Stored items
+ + + + +

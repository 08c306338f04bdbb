//! Market segments, share split, competitors and the demand forecast.
//!
//! Segment sizes are expressed in millions of naira. The demand forecast is
//! the published five-year table for the four single-channel segments.

use rust_decimal::Decimal;
use rust_decimal_macros::dec;
use serde::{Deserialize, Serialize};

#[derive(Debug, Clone, Copy, PartialEq, Eq, Hash, Default, Serialize, Deserialize)]
#[serde(rename_all = "lowercase")]
pub enum MarketSegment {
    #[default]
    Retail,
    Wholesale,
    Industrial,
    Export,
    Mixed,
}

#[derive(Debug, Clone, PartialEq, Eq, Serialize)]
pub struct SegmentProfile {
    pub segment: MarketSegment,
    pub name: &'static str,
    pub description: &'static str,
    /// Market size in millions of naira.
    pub size_millions: Decimal,
    /// Annual growth as a fraction.
    pub growth_rate: Decimal,
    pub competition: &'static str,
    pub margin: &'static str,
    pub channels: &'static [&'static str],
    pub strategy: &'static str,
}

#[derive(Debug, Clone, PartialEq, Eq, Serialize)]
pub struct MarketShare {
    pub name: &'static str,
    pub percent: u32,
}

#[derive(Debug, Clone, PartialEq, Eq, Serialize)]
pub struct Competitor {
    pub name: &'static str,
    pub market_share: u32,
    pub strength: &'static str,
    pub weakness: &'static str,
}

/// One forecast year across the four single-channel segments.
#[derive(Debug, Clone, PartialEq, Eq, Serialize, Deserialize)]
pub struct DemandForecastYear {
    pub year: i32,
    pub retail: Decimal,
    pub wholesale: Decimal,
    pub industrial: Decimal,
    pub export: Decimal,
}

impl DemandForecastYear {
    pub fn total(&self) -> Decimal {
        self.retail + self.wholesale + self.industrial + self.export
    }
}

impl MarketSegment {
    pub fn all() -> &'static [MarketSegment] {
        &[
            Self::Retail,
            Self::Wholesale,
            Self::Industrial,
            Self::Export,
            Self::Mixed,
        ]
    }

    pub fn as_str(&self) -> &'static str {
        match self {
            Self::Retail => "retail",
            Self::Wholesale => "wholesale",
            Self::Industrial => "industrial",
            Self::Export => "export",
            Self::Mixed => "mixed",
        }
    }

    pub fn parse(s: &str) -> Option<Self> {
        match s.trim().to_ascii_lowercase().as_str() {
            "retail" => Some(Self::Retail),
            "wholesale" => Some(Self::Wholesale),
            "industrial" => Some(Self::Industrial),
            "export" => Some(Self::Export),
            "mixed" => Some(Self::Mixed),
            _ => None,
        }
    }

    pub fn profile(&self) -> SegmentProfile {
        match self {
            Self::Retail => SegmentProfile {
                segment: *self,
                name: "Retail Consumer",
                description: "Direct sales to end consumers through retail outlets",
                size_millions: dec!(2500),
                growth_rate: dec!(0.15),
                competition: "High",
                margin: "25-35%",
                channels: &[
                    "Supermarkets",
                    "Local stores",
                    "Online platforms",
                    "Farmers markets",
                ],
                strategy: "Brand building, quality assurance, competitive pricing",
            },
            Self::Wholesale => SegmentProfile {
                segment: *self,
                name: "Wholesale Distribution",
                description: "Bulk sales to distributors and retailers",
                size_millions: dec!(1800),
                growth_rate: dec!(0.12),
                competition: "Medium",
                margin: "15-25%",
                channels: &["Distributors", "Wholesalers", "Retail chains", "Food service"],
                strategy: "Volume pricing, logistics optimization, relationship building",
            },
            Self::Industrial => SegmentProfile {
                segment: *self,
                name: "Food Processing Industries",
                description: "B2B sales to food manufacturers and processors",
                size_millions: dec!(3200),
                growth_rate: dec!(0.20),
                competition: "Low",
                margin: "20-30%",
                channels: &[
                    "Bakeries",
                    "Snack manufacturers",
                    "Baby food companies",
                    "Health food producers",
                ],
                strategy: "Consistent quality, bulk supply, technical support",
            },
            Self::Export => SegmentProfile {
                segment: *self,
                name: "Export Market",
                description: "International sales to global markets",
                size_millions: dec!(5500),
                growth_rate: dec!(0.25),
                competition: "Medium",
                margin: "35-50%",
                channels: &[
                    "Export agents",
                    "International distributors",
                    "Direct importers",
                    "E-commerce",
                ],
                strategy: "Quality certification, competitive pricing, reliable supply",
            },
            Self::Mixed => SegmentProfile {
                segment: *self,
                name: "Mixed Portfolio",
                description: "Diversified approach across multiple segments",
                size_millions: dec!(12000),
                growth_rate: dec!(0.18),
                competition: "Varied",
                margin: "25-40%",
                channels: &[
                    "All channels combined",
                    "Risk diversification",
                    "Market penetration",
                ],
                strategy: "Portfolio management, segment optimization, risk mitigation",
            },
        }
    }
}

/// Current split of plantain flour sales across segments.
pub fn market_shares() -> Vec<MarketShare> {
    vec![
        MarketShare {
            name: "Retail Consumer",
            percent: 20,
        },
        MarketShare {
            name: "Wholesale",
            percent: 15,
        },
        MarketShare {
            name: "Industrial",
            percent: 25,
        },
        MarketShare {
            name: "Export",
            percent: 35,
        },
        MarketShare {
            name: "Others",
            percent: 5,
        },
    ]
}

pub fn competitors() -> Vec<Competitor> {
    vec![
        Competitor {
            name: "Company A",
            market_share: 25,
            strength: "Brand recognition",
            weakness: "High prices",
        },
        Competitor {
            name: "Company B",
            market_share: 20,
            strength: "Distribution network",
            weakness: "Quality issues",
        },
        Competitor {
            name: "Company C",
            market_share: 15,
            strength: "Cost leadership",
            weakness: "Limited variety",
        },
        Competitor {
            name: "Company D",
            market_share: 12,
            strength: "Export focus",
            weakness: "Local presence",
        },
        Competitor {
            name: "Others",
            market_share: 28,
            strength: "Various",
            weakness: "Fragmented",
        },
    ]
}

/// A stage of the market entry plan.
#[derive(Debug, Clone, PartialEq, Eq, Serialize)]
pub struct EntryPhase {
    pub phase: u8,
    pub name: &'static str,
    pub actions: &'static [&'static str],
}

const ENTRY_STRATEGY: &[EntryPhase] = &[
    EntryPhase {
        phase: 1,
        name: "Market Entry",
        actions: &[
            "Focus on retail consumer segment",
            "Build brand awareness",
            "Establish distribution network",
            "Competitive pricing strategy",
        ],
    },
    EntryPhase {
        phase: 2,
        name: "Market Expansion",
        actions: &[
            "Enter industrial segment",
            "Develop wholesale channels",
            "Scale production capacity",
            "Quality certifications",
        ],
    },
    EntryPhase {
        phase: 3,
        name: "Market Leadership",
        actions: &[
            "Export market penetration",
            "Premium product lines",
            "Strategic partnerships",
            "Market dominance",
        ],
    },
];

/// Retail first, then industrial and wholesale, then export.
pub fn market_entry_strategy() -> &'static [EntryPhase] {
    ENTRY_STRATEGY
}

// year, retail, wholesale, industrial, export
const DEMAND_FORECAST: &[(i32, Decimal, Decimal, Decimal, Decimal)] = &[
    (2024, dec!(2500), dec!(1800), dec!(3200), dec!(5500)),
    (2025, dec!(2875), dec!(2016), dec!(3840), dec!(6875)),
    (2026, dec!(3306), dec!(2258), dec!(4608), dec!(8594)),
    (2027, dec!(3802), dec!(2529), dec!(5530), dec!(10742)),
    (2028, dec!(4372), dec!(2833), dec!(6636), dec!(13428)),
];

/// Five-year demand forecast in millions of naira.
///
/// ```
/// use rust_decimal_macros::dec;
/// use plantain_core::calculations::market::demand_forecast;
///
/// let forecast = demand_forecast();
/// assert_eq!(forecast[0].retail, dec!(2500));
/// assert_eq!(forecast[1].export, dec!(6875));
/// ```
pub fn demand_forecast() -> Vec<DemandForecastYear> {
    DEMAND_FORECAST
        .iter()
        .map(|&(year, retail, wholesale, industrial, export)| DemandForecastYear {
            year,
            retail,
            wholesale,
            industrial,
            export,
        })
        .collect()
}

/// Everything the market module shows for one selected segment.
#[derive(Debug, Clone, PartialEq, Eq, Serialize)]
pub struct MarketAnalysis {
    pub selected: SegmentProfile,
    pub shares: Vec<MarketShare>,
    pub forecast: Vec<DemandForecastYear>,
    pub competitors: Vec<Competitor>,
    pub entry_strategy: &'static [EntryPhase],
}

pub fn analyze_market(segment: MarketSegment) -> MarketAnalysis {
    MarketAnalysis {
        selected: segment.profile(),
        shares: market_shares(),
        forecast: demand_forecast(),
        competitors: competitors(),
        entry_strategy: market_entry_strategy(),
    }
}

+ + + + +

WORK TO COMPLETE:
The answer must be the line containing "wholesale, industrial, export)|" and every line after it to the end of the data, exactly as written.

SOLUTION FOR THIS EXERCISE:
        .map(|&(year, retail, wholesale, industrial, export)| DemandForecastYear {
            year,
            retail,
            wholesale,
            industrial,
            export,
        })
        .collect()
}

/// Everything the market module shows for one selected segment.
#[derive(Debug, Clone, PartialEq, Eq, Serialize)]
pub struct MarketAnalysis {
    pub selected: SegmentProfile,
    pub shares: Vec<MarketShare>,
    pub forecast: Vec<DemandForecastYear>,
    pub competitors: Vec<Competitor>,
    pub entry_strategy: &'static [EntryPhase],
}

pub fn analyze_market(segment: MarketSegment) -> MarketAnalysis {
    MarketAnalysis {
        selected: segment.profile(),
        shares: market_shares(),
        forecast: demand_forecast(),
        competitors: competitors(),
        entry_strategy: market_entry_strategy(),
    }
}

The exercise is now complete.